Electric utility communication networks are approaching a crossroads. For a decade, utilities relied on deterministic, circuit-switched transport such as SONET, SDH, and TDM to support protection, SCADA, and control systems. These architectures delivered predictability and reliability at a time when traffic volumes were low, applications were narrowly defined, and operational change was infrequent.
That model no longer aligns with how the grid is operated today.
Utilities now support a rapidly expanding mix of applications including protection relays, synchrophasors, distribution automation, AMI backhaul, substation video and cybersecurity monitoring, often over the same physical infrastructure. Traffic patterns are increasingly bursty, bandwidth requirements vary widely, and operational visibility expectations are higher than ever. At the same time, legacy transport platforms face mounting lifecycle pressure from vendor end-of-support timelines, shrinking expertise, and rising maintenance costs.
This whitepaper examines how utilities can modernize transport networks deliberately without compromising protection performance, regulatory compliance, or operational confidence.

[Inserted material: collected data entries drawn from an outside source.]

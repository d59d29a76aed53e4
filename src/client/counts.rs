//! Sources for the task-count query.
//!
//! The data layer asks a [`CountSource`] for counts with the session's
//! access token. [`HttpCountSource`] calls the deployed `count-todos`
//! function; [`CountService`] implements the trait directly for in-process
//! use.

use async_trait::async_trait;

use crate::error::Result;
use crate::server::aggregation::CountService;
use crate::types::TaskCount;

/// Something that can answer "how many tasks does this token's owner have".
#[async_trait]
pub trait CountSource: Send + Sync {
    /// Fetch the counts for the owner of `access_token`.
    async fn fetch_counts(&self, access_token: &str) -> Result<TaskCount>;
}

#[async_trait]
impl CountSource for CountService {
    async fn fetch_counts(&self, access_token: &str) -> Result<TaskCount> {
        let header = format!("Bearer {access_token}");
        Ok(self.count(Some(&header)).await?)
    }
}

#[cfg(feature = "http-client")]
pub use http_source::HttpCountSource;

#[cfg(feature = "http-client")]
mod http_source {
    use std::time::Duration;

    use async_trait::async_trait;
    use serde::Deserialize;
    use url::Url;

    use super::CountSource;
    use crate::error::{Error, Result};
    use crate::shared::http_utils::DEFAULT_REQUEST_TIMEOUT;
    use crate::types::TaskCount;

    #[derive(Deserialize)]
    struct ErrorBody {
        error: String,
    }

    /// Calls the deployed `count-todos` function over HTTP.
    #[derive(Debug, Clone)]
    pub struct HttpCountSource {
        client: reqwest::Client,
        endpoint: Url,
        api_key: Option<String>,
    }

    impl HttpCountSource {
        /// Create a source for the function at `endpoint`.
        ///
        /// # Errors
        ///
        /// Returns [`Error::Config`] if the HTTP client cannot be built.
        pub fn new(endpoint: Url) -> Result<Self> {
            Self::with_timeout(endpoint, DEFAULT_REQUEST_TIMEOUT)
        }

        /// Create a source with an explicit request timeout.
        ///
        /// # Errors
        ///
        /// Returns [`Error::Config`] if the HTTP client cannot be built.
        pub fn with_timeout(endpoint: Url, timeout: Duration) -> Result<Self> {
            let client = reqwest::Client::builder()
                .timeout(timeout)
                .build()
                .map_err(|e| Error::config(format!("failed to build HTTP client: {e}")))?;
            Ok(Self {
                client,
                endpoint,
                api_key: None,
            })
        }

        /// Send the public project key as `apikey`, as hosted function
        /// gateways expect.
        pub fn with_api_key(mut self, api_key: impl Into<String>) -> Self {
            self.api_key = Some(api_key.into());
            self
        }
    }

    #[async_trait]
    impl CountSource for HttpCountSource {
        async fn fetch_counts(&self, access_token: &str) -> Result<TaskCount> {
            tracing::debug!(endpoint = %self.endpoint, "fetching task counts");

            let mut request = self
                .client
                .post(self.endpoint.clone())
                .bearer_auth(access_token);
            if let Some(api_key) = &self.api_key {
                request = request.header("apikey", api_key);
            }
            let response = request.send().await?;
            let status = response.status();

            if status.is_success() {
                return response
                    .json::<TaskCount>()
                    .await
                    .map_err(|e| Error::transport(format!("malformed counts response: {e}")));
            }

            let body = response.text().await.unwrap_or_default();
            match serde_json::from_str::<ErrorBody>(&body) {
                Ok(ErrorBody { error }) => Err(Error::Service(error)),
                Err(_) => Err(Error::transport(format!(
                    "count-todos returned status {status}"
                ))),
            }
        }
    }
}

The core premise is simple. Modernization is no longer optional, but it must be intentional. Reactive migrations driven by asset failure, vendor withdrawal, or carrier service retirement introduce unnecessary risk. In contrast, structured modernization programs allow utilities to preserve deterministic behavior where it matters most while gaining the scalability, efficiency, and visibility required for modern grid operations.